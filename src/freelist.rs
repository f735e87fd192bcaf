use crate::id::PageId;
use crate::pager::{
    init_free, init_in_use, is_free_layout, read_link, FREE_LIST_HEAD, INITIAL_ROOT,
};
use crate::table::TableIo;

/// In-memory summary of the free page chain hanging off the dummy head page. The chain itself
/// lives in the pages, threaded through their link field, and always ends at `tail`, which is
/// also the last page of the file.
#[derive(Clone, Copy, Debug, PartialEq, Eq)]
pub(crate) struct FreeList {
    capacity: u64,
    tail: PageId,
}

impl Default for FreeList {
    fn default() -> Self {
        Self {
            capacity: 0,
            tail: FREE_LIST_HEAD,
        }
    }
}

impl FreeList {
    pub(crate) fn capacity(&self) -> u64 {
        self.capacity
    }

    pub(crate) fn tail(&self) -> PageId {
        self.tail
    }
}

impl<'a> TableIo<'a> {
    fn read_link(&self, pgid: PageId) -> anyhow::Result<Option<PageId>> {
        self.read_page(pgid, read_link)?
    }

    fn is_free_page(&self, pgid: PageId) -> anyhow::Result<bool> {
        self.read_page(pgid, is_free_layout)
    }

    /// Rebuilds the free list summary from the pages. A table whose chain is empty gets one
    /// fresh free page appended.
    pub(crate) fn init_free_list(&mut self) -> anyhow::Result<()> {
        let page_count = self.header().page_count;
        let mut link = self.read_link(FREE_LIST_HEAD)?;

        if link.is_none() {
            let pgid = PageId::new(page_count);
            self.set_header(|header| header.page_count += 1)?;
            self.write_page(pgid, |buff| init_free(buff, None))?;
            self.write_page(FREE_LIST_HEAD, |buff| init_free(buff, Some(pgid)))?;
            self.table.freelist = FreeList {
                capacity: 1,
                tail: pgid,
            };
            return Ok(());
        }

        let mut capacity = 0;
        let mut tail = FREE_LIST_HEAD;
        while let Some(pgid) = link {
            capacity += 1;
            if capacity >= page_count {
                return Err(anyhow::anyhow!(
                    "free list of {:?} is longer than the table itself",
                    self.id()
                ));
            }
            if pgid.get() >= page_count {
                return Err(anyhow::anyhow!(
                    "free list of {:?} points to page {pgid:?} beyond page_count={page_count}",
                    self.id()
                ));
            }
            tail = pgid;
            link = self.read_link(pgid)?;
        }

        self.table.freelist = FreeList { capacity, tail };
        log::trace!(
            "free list of {:?} has {capacity} pages ending at {tail:?}",
            self.id()
        );
        Ok(())
    }

    /// Hands out a page from the head of the free list. The page comes back empty but marked
    /// as in use.
    pub(crate) fn alloc_page(&mut self) -> anyhow::Result<PageId> {
        assert!(
            self.table.freelist.capacity >= 1,
            "free list of {:?} is empty",
            self.id()
        );
        if self.table.freelist.capacity == 1 {
            let count = self.header().page_count;
            self.grow(count)?;
        }

        let Some(pgid) = self.read_link(FREE_LIST_HEAD)? else {
            panic!(
                "free list head of {:?} is empty while capacity is {}",
                self.id(),
                self.table.freelist.capacity
            );
        };
        let next = self.read_link(pgid)?;
        self.write_page(FREE_LIST_HEAD, |buff| init_free(buff, next))?;
        self.write_page(pgid, init_in_use)?;
        self.table.freelist.capacity -= 1;

        log::trace!("alloc {:?} {pgid:?}", self.id());
        Ok(pgid)
    }

    /// Pushes a page that is in use back onto the head of the free list.
    pub(crate) fn free_page(&mut self, pgid: PageId) -> anyhow::Result<()> {
        assert!(
            pgid > FREE_LIST_HEAD,
            "page {pgid:?} can't be put in the free list"
        );
        assert!(
            !self.is_free_page(pgid)?,
            "page {pgid:?} of {:?} is already free",
            self.id()
        );

        let head = self.read_link(FREE_LIST_HEAD)?;
        self.write_page(pgid, |buff| init_free(buff, head))?;
        self.write_page(FREE_LIST_HEAD, |buff| init_free(buff, Some(pgid)))?;
        self.table.freelist.capacity += 1;

        log::trace!("free {:?} {pgid:?}", self.id());
        Ok(())
    }

    /// Appends `count` free pages to the end of the file, after the current tail.
    fn grow(&mut self, count: u64) -> anyhow::Result<()> {
        let start = self.header().page_count;
        log::debug!(
            "growing {:?} from {start} to {} pages",
            self.id(),
            start + count
        );

        self.set_header(|header| header.page_count += count)?;
        let tail = self.table.freelist.tail;
        self.write_page(tail, |buff| init_free(buff, Some(PageId::new(start))))?;
        for i in start..start + count {
            let next = if i + 1 < start + count {
                Some(PageId::new(i + 1))
            } else {
                None
            };
            self.write_page(PageId::new(i), |buff| init_free(buff, next))?;
        }

        self.table.freelist.tail = PageId::new(start + count - 1);
        self.table.freelist.capacity += count;
        Ok(())
    }

    /// Gives the run of free pages at the end of the file back to the file system, keeping a
    /// single free page as the new tail.
    pub(crate) fn clean_free_pages(&mut self) -> anyhow::Result<()> {
        let page_count = self.header().page_count;
        let last = PageId::new(page_count - 1);
        assert_eq!(
            self.table.freelist.tail,
            last,
            "the free list tail of {:?} must be the last page",
            self.id()
        );

        let mut last_content = last.get();
        while last_content > INITIAL_ROOT.get() && self.is_free_page(PageId::new(last_content))? {
            last_content -= 1;
        }
        let new_tail = PageId::new(last_content + 1);
        if new_tail == last {
            return Ok(());
        }

        let mut prev = FREE_LIST_HEAD;
        let mut link = self.read_link(FREE_LIST_HEAD)?;
        let mut capacity = 0;
        while let Some(pgid) = link {
            let next = self.read_link(pgid)?;
            if pgid.get() > last_content {
                self.write_page(prev, |buff| init_free(buff, next))?;
            } else {
                prev = pgid;
                capacity += 1;
            }
            link = next;
        }
        self.write_page(prev, |buff| init_free(buff, Some(new_tail)))?;
        self.write_page(new_tail, |buff| init_free(buff, None))?;

        let new_page_count = new_tail.get() + 1;
        self.table.freelist = FreeList {
            capacity: capacity + 1,
            tail: new_tail,
        };
        self.set_header(|header| header.page_count = new_page_count)?;
        self.pool().truncate(self.id(), new_page_count)?;

        log::debug!(
            "cleaned {:?} from {page_count} to {new_page_count} pages",
            self.id()
        );
        Ok(())
    }
}

#[cfg(test)]
mod tests {
    use super::*;
    use crate::test_utils::TestTable;

    #[test]
    fn test_free_page_reuse() {
        let mut t = TestTable::new(10);
        let mut io = t.io();
        io.alloc_page().unwrap();
        let capacity = io.table.freelist.capacity();

        let p = io.alloc_page().unwrap();
        io.free_page(p).unwrap();
        assert_eq!(capacity, io.table.freelist.capacity());
        assert_eq!(p, io.alloc_page().unwrap());
        assert_eq!(capacity - 1, io.table.freelist.capacity());
    }

    #[test]
    fn test_grow_doubles_the_table() {
        let mut t = TestTable::new(10);
        let mut io = t.io();
        assert_eq!(4, io.header().page_count);
        assert_eq!(1, io.table.freelist.capacity());

        assert_eq!(PageId::new(3), io.alloc_page().unwrap());
        assert_eq!(8, io.header().page_count);
        assert_eq!(4, io.table.freelist.capacity());
        assert_eq!(PageId::new(7), io.table.freelist.tail());

        for i in 4..7 {
            assert_eq!(PageId::new(i), io.alloc_page().unwrap());
        }
        assert_eq!(8, io.header().page_count);
        assert_eq!(PageId::new(7), io.alloc_page().unwrap());
        assert_eq!(16, io.header().page_count);
        assert_eq!(PageId::new(15), io.table.freelist.tail());
    }

    #[test]
    fn test_clean_restores_page_count() {
        let mut t = TestTable::new(10);
        let mut io = t.io();
        let before = io.header().page_count;

        let pages = (0..11)
            .map(|_| io.alloc_page().unwrap())
            .collect::<Vec<_>>();
        assert!(io.header().page_count > before);
        for pgid in pages {
            io.free_page(pgid).unwrap();
        }
        io.clean_free_pages().unwrap();

        assert_eq!(before, io.header().page_count);
        assert_eq!(1, io.table.freelist.capacity());
        assert_eq!(PageId::new(before - 1), io.table.freelist.tail());

        io.init_free_list().unwrap();
        assert_eq!(1, io.table.freelist.capacity());
        assert_eq!(before, io.header().page_count);
    }

    #[test]
    fn test_clean_keeps_pages_in_use() {
        let mut t = TestTable::new(10);
        let mut io = t.io();
        let pages = (0..11)
            .map(|_| io.alloc_page().unwrap())
            .collect::<Vec<_>>();
        // keep 3..=5 and 8 in use, free everything else
        for pgid in pages.iter().copied() {
            if ![3, 4, 5, 8].contains(&pgid.get()) {
                io.free_page(pgid).unwrap();
            }
        }
        io.clean_free_pages().unwrap();

        assert_eq!(10, io.header().page_count);
        assert_eq!(PageId::new(9), io.table.freelist.tail());
        // pages 6 and 7 are interior free pages and stay in the list with the new tail
        assert_eq!(3, io.table.freelist.capacity());
        let mut allocated = (0..3).map(|_| io.alloc_page().unwrap()).collect::<Vec<_>>();
        allocated.sort();
        assert_eq!(
            vec![PageId::new(6), PageId::new(7), PageId::new(9)],
            allocated
        );
    }

    #[test]
    #[should_panic]
    fn test_double_free() {
        let mut t = TestTable::new(10);
        let mut io = t.io();
        let p = io.alloc_page().unwrap();
        io.free_page(p).unwrap();
        io.free_page(p).unwrap();
    }
}
fn remove_key(node: &mut Node, key: i64) {
    match node {
        Node::Leaf(leaf) => {
            let Ok(i) = leaf.position(key) else {
                panic!("key {key} is not in the leaf");
            };
            leaf.records.remove(i);
        }
        Node::Internal(node) => {
            let Some(i) = node.entries.iter().position(|entry| entry.key == key) else {
                panic!("separator {key} is not in the internal page");
            };
            node.entries.remove(i);
        }
    }
}
use crate::db::Setting;
use crate::id::TableId;
use crate::pager::BufferPool;
use crate::table::{Table, TableIo};
use tempfile::TempDir;

/// A freshly created table living in its own temporary directory.
pub(crate) struct TestTable {
    pub(crate) pool: BufferPool,
    pub(crate) table: Table,
    _dir: TempDir,
}

impl TestTable {
    pub(crate) fn new(frames: usize) -> Self {
        Self::with_setting(Setting {
            buffer_frames: frames,
            wal: false,
            ..Setting::default()
        })
    }

    pub(crate) fn with_setting(setting: Setting) -> Self {
        let dir = tempfile::tempdir().unwrap();
        let pool = BufferPool::new(setting.buffer_frames);
        let table = Table::open(&pool, TableId::new(1), dir.path().join("table"), &setting).unwrap();
        Self {
            pool,
            table,
            _dir: dir,
        }
    }

    pub(crate) fn io(&mut self) -> TableIo<'_> {
        TableIo::new(&self.pool, &mut self.table)
    }
}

◆ Work required: Filter the listing by the string "back"; copy each matching line.

◆ Task answer:
    /// Hands out a page from the head of the free list. The page comes back empty but marked
    /// Pushes a page that is in use back onto the head of the free list.
    /// Gives the run of free pages at the end of the file back to the file system, keeping a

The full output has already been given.